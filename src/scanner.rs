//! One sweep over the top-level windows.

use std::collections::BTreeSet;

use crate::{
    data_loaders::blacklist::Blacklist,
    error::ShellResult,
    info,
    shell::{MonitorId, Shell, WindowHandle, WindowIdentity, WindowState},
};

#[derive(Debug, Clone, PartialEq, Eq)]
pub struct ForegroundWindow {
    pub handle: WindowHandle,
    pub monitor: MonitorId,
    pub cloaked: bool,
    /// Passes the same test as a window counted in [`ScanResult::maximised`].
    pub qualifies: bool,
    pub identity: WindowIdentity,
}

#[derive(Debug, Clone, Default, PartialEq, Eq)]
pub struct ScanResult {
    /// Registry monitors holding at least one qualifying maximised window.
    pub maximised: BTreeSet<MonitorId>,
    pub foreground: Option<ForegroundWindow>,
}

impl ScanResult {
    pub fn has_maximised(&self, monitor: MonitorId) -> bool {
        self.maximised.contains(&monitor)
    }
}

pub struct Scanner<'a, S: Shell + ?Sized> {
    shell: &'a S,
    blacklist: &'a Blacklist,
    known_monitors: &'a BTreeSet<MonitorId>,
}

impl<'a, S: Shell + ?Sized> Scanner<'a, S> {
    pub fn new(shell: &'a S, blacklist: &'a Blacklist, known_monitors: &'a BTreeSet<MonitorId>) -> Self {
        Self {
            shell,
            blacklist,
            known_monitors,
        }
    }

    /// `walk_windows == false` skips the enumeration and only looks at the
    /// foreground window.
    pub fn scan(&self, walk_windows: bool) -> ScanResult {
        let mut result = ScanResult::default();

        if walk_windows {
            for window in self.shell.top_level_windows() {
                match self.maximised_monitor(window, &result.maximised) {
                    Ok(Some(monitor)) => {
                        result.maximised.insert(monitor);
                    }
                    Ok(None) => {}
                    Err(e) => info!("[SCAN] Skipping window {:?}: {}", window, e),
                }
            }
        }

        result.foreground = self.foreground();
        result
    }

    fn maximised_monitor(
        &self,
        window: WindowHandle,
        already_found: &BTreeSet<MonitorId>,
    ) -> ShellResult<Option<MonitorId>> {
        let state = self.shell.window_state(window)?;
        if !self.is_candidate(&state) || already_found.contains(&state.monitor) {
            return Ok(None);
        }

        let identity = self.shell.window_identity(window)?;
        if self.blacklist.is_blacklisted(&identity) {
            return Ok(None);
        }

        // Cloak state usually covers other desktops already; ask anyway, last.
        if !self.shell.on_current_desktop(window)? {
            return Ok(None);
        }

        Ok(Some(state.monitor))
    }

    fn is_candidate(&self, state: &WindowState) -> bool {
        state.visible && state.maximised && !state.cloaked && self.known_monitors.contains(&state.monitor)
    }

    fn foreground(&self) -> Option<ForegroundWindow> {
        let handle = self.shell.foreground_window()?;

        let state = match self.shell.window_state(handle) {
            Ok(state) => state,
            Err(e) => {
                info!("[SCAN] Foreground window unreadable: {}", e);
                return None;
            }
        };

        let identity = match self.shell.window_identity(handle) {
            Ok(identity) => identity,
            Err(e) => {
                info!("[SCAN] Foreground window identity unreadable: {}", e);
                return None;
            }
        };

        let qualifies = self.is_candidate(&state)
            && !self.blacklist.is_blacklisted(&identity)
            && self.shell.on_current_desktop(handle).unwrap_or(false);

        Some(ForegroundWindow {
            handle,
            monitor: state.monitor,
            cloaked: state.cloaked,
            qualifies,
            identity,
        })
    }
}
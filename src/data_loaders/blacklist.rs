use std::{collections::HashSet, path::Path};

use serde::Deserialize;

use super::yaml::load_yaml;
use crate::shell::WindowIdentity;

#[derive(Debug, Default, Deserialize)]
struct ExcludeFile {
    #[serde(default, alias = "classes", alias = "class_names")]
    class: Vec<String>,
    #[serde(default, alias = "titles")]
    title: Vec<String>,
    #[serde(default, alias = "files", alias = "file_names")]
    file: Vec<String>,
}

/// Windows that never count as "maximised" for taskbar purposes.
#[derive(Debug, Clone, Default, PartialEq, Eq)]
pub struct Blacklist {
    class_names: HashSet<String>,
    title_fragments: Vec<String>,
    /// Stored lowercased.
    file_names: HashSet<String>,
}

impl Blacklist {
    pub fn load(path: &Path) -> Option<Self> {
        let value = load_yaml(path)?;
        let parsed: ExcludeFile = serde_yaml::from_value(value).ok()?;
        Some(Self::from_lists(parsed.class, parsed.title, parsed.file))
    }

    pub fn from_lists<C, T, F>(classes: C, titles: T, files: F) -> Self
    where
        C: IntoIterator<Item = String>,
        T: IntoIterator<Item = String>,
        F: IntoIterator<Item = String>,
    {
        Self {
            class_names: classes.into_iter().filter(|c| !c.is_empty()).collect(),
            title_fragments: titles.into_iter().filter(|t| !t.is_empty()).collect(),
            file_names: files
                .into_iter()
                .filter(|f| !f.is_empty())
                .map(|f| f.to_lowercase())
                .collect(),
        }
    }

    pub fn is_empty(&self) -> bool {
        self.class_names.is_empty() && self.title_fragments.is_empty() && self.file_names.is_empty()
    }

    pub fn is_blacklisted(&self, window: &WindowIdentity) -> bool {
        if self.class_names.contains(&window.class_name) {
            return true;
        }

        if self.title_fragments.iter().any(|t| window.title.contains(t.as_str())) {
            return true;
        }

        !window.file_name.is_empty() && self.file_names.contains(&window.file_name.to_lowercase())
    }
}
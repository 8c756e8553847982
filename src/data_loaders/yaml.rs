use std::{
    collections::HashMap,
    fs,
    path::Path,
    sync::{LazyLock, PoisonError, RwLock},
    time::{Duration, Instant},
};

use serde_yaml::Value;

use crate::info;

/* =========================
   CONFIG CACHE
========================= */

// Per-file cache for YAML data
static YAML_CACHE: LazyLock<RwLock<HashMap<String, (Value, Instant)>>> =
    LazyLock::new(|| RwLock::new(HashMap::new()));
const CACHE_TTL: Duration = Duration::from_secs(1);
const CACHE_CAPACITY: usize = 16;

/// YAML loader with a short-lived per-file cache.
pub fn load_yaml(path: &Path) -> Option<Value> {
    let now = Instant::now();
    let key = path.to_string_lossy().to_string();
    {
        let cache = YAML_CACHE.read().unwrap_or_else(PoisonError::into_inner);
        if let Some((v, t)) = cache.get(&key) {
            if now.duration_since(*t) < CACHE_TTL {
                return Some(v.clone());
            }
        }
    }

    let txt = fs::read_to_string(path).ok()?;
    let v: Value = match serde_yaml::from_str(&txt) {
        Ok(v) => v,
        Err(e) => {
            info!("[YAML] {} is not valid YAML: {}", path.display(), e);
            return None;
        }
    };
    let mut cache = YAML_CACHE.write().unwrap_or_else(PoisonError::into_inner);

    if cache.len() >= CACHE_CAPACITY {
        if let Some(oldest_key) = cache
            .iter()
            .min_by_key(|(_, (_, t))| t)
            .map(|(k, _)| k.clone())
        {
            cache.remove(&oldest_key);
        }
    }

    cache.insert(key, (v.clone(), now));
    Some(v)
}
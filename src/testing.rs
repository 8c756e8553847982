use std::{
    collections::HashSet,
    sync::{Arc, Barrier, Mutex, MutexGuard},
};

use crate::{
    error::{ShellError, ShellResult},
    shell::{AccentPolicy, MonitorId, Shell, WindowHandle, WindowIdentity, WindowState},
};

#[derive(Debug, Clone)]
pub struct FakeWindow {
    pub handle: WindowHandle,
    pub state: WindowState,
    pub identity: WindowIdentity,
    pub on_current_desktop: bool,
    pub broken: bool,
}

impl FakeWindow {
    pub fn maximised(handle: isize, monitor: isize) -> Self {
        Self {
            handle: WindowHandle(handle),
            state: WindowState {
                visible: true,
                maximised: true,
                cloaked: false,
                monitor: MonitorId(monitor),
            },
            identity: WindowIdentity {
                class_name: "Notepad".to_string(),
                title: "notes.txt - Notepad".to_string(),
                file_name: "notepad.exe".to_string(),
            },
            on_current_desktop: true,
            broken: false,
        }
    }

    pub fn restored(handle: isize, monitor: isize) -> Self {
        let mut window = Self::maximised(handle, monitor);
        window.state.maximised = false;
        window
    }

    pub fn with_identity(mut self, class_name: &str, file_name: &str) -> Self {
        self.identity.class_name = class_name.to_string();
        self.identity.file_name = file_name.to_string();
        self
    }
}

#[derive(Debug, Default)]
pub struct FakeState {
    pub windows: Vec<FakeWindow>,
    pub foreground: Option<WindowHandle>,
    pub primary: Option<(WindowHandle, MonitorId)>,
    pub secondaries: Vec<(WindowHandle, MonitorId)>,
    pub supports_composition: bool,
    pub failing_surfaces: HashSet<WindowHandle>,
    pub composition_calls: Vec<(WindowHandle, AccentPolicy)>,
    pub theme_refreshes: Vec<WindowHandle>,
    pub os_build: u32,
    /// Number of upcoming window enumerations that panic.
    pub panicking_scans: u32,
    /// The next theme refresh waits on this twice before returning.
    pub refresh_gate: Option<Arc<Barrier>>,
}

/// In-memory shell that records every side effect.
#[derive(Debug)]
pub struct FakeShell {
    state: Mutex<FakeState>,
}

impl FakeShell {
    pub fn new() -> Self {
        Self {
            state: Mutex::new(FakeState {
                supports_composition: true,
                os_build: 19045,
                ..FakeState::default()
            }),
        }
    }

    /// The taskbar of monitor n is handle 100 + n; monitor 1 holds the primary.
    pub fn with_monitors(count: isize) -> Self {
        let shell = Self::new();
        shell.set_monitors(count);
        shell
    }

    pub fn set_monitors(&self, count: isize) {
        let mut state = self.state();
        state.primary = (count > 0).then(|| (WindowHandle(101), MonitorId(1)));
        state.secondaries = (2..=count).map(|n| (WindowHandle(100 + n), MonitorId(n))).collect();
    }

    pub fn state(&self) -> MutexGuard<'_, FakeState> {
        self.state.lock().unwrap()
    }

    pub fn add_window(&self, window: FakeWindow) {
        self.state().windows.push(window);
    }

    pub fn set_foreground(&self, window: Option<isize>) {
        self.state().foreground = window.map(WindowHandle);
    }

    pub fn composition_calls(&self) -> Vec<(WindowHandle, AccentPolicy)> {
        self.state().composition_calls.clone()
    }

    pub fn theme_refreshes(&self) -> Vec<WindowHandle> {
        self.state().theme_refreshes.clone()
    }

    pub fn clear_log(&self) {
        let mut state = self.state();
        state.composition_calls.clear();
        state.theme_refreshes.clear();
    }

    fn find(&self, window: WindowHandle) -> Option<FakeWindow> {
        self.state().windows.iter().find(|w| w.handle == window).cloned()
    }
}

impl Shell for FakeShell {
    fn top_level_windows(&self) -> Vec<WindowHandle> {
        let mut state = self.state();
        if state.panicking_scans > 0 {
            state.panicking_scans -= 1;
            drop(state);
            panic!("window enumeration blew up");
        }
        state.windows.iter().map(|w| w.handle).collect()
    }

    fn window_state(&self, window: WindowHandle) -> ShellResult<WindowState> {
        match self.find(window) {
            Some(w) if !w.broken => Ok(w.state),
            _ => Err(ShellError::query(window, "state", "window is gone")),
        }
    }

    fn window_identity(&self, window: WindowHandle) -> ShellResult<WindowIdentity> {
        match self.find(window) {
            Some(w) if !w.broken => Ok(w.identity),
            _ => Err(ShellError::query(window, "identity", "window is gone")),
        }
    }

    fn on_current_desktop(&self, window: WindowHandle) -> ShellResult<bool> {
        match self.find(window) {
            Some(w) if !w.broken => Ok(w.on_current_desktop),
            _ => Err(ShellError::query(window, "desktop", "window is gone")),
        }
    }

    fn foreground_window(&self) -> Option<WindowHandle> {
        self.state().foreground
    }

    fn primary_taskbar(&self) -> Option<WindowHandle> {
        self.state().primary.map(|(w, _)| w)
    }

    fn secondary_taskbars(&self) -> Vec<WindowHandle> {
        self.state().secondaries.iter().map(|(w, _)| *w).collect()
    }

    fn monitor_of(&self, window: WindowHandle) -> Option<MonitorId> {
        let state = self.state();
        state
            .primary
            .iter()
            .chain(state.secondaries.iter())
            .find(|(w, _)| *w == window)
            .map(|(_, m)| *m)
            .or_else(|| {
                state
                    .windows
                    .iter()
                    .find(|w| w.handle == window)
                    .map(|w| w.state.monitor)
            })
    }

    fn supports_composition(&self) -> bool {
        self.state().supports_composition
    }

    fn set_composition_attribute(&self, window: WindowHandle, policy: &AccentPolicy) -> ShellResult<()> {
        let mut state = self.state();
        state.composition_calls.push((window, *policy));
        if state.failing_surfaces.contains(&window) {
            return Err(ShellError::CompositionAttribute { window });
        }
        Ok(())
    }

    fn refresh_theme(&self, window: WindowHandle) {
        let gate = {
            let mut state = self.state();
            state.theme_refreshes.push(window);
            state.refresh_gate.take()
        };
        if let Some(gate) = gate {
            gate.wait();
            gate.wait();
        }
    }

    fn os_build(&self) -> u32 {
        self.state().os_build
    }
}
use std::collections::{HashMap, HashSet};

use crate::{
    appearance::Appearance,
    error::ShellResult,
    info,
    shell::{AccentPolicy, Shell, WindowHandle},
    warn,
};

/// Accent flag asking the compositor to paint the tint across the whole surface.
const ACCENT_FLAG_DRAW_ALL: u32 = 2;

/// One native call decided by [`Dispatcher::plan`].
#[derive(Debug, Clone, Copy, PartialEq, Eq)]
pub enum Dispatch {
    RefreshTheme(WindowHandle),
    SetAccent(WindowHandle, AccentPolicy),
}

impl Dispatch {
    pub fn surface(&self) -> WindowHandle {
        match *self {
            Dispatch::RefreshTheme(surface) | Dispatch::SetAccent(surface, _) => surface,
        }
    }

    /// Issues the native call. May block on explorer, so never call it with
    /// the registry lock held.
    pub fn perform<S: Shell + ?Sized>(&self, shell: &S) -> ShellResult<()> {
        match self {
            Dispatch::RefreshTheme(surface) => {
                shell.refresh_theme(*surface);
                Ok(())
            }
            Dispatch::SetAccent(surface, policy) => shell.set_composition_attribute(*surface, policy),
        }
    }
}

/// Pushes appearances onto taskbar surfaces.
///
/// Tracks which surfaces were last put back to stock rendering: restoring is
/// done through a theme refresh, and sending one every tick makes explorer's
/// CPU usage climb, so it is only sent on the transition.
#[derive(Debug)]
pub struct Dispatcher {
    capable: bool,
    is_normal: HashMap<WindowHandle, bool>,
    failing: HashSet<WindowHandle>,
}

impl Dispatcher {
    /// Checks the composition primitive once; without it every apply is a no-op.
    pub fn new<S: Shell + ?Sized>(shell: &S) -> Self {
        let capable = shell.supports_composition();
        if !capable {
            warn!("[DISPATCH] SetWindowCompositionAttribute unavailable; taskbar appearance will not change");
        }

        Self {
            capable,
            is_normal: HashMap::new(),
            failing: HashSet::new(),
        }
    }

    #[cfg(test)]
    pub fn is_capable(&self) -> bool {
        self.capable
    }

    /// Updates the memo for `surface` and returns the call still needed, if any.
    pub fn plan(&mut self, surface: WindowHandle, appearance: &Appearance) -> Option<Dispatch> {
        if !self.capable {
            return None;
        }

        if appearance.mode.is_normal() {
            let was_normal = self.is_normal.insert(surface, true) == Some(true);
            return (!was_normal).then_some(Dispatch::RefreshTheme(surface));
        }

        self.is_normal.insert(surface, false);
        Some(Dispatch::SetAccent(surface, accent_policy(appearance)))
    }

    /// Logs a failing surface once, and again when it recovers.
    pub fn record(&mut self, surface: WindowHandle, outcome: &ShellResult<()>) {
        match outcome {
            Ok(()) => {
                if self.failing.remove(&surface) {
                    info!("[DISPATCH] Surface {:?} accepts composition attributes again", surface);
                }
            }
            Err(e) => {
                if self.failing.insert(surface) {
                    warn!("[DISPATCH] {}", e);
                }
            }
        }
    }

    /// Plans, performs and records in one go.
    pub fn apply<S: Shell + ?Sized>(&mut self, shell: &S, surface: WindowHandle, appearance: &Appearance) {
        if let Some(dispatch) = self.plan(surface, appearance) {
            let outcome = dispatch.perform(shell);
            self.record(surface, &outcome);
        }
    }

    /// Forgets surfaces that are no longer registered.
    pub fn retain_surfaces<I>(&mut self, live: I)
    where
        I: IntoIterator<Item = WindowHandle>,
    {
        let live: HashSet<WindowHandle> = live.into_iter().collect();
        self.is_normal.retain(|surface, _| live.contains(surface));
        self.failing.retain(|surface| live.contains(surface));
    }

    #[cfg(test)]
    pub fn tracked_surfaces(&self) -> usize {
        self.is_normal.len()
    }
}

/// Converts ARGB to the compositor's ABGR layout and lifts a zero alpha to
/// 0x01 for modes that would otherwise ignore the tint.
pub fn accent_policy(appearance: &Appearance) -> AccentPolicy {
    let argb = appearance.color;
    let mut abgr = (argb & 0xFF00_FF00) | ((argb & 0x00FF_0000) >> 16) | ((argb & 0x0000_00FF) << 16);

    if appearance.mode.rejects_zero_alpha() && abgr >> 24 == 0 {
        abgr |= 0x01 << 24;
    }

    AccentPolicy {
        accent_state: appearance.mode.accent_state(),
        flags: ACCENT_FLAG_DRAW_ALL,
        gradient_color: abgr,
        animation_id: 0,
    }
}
────────────────────────────────────────
EXERCISE DESCRIPTION → Please return exactly the lines from the first line of the material through the one with "match self.maximised_monitor(window, &result.maximised)", and no lines after it.

EXERCISE OUTPUT →
filename src/scanner.rs
//! One sweep over the top-level windows.

use std::collections::BTreeSet;

use crate::{
    data_loaders::blacklist::Blacklist,
    error::ShellResult,
    info,
    shell::{MonitorId, Shell, WindowHandle, WindowIdentity, WindowState},
};

#[derive(Debug, Clone, PartialEq, Eq)]
pub struct ForegroundWindow {
    pub handle: WindowHandle,
    pub monitor: MonitorId,
    pub cloaked: bool,
    /// Passes the same test as a window counted in [`ScanResult::maximised`].
    pub qualifies: bool,
    pub identity: WindowIdentity,
}

#[derive(Debug, Clone, Default, PartialEq, Eq)]
pub struct ScanResult {
    /// Registry monitors holding at least one qualifying maximised window.
    pub maximised: BTreeSet<MonitorId>,
    pub foreground: Option<ForegroundWindow>,
}

impl ScanResult {
    pub fn has_maximised(&self, monitor: MonitorId) -> bool {
        self.maximised.contains(&monitor)
    }
}

pub struct Scanner<'a, S: Shell + ?Sized> {
    shell: &'a S,
    blacklist: &'a Blacklist,
    known_monitors: &'a BTreeSet<MonitorId>,
}

impl<'a, S: Shell + ?Sized> Scanner<'a, S> {
    pub fn new(shell: &'a S, blacklist: &'a Blacklist, known_monitors: &'a BTreeSet<MonitorId>) -> Self {
        Self {
            shell,
            blacklist,
            known_monitors,
        }
    }

    /// `walk_windows == false` skips the enumeration and only looks at the
    /// foreground window.
    pub fn scan(&self, walk_windows: bool) -> ScanResult {
        let mut result = ScanResult::default();

        if walk_windows {
            for window in self.shell.top_level_windows() {
                match self.maximised_monitor(window, &result.maximised) {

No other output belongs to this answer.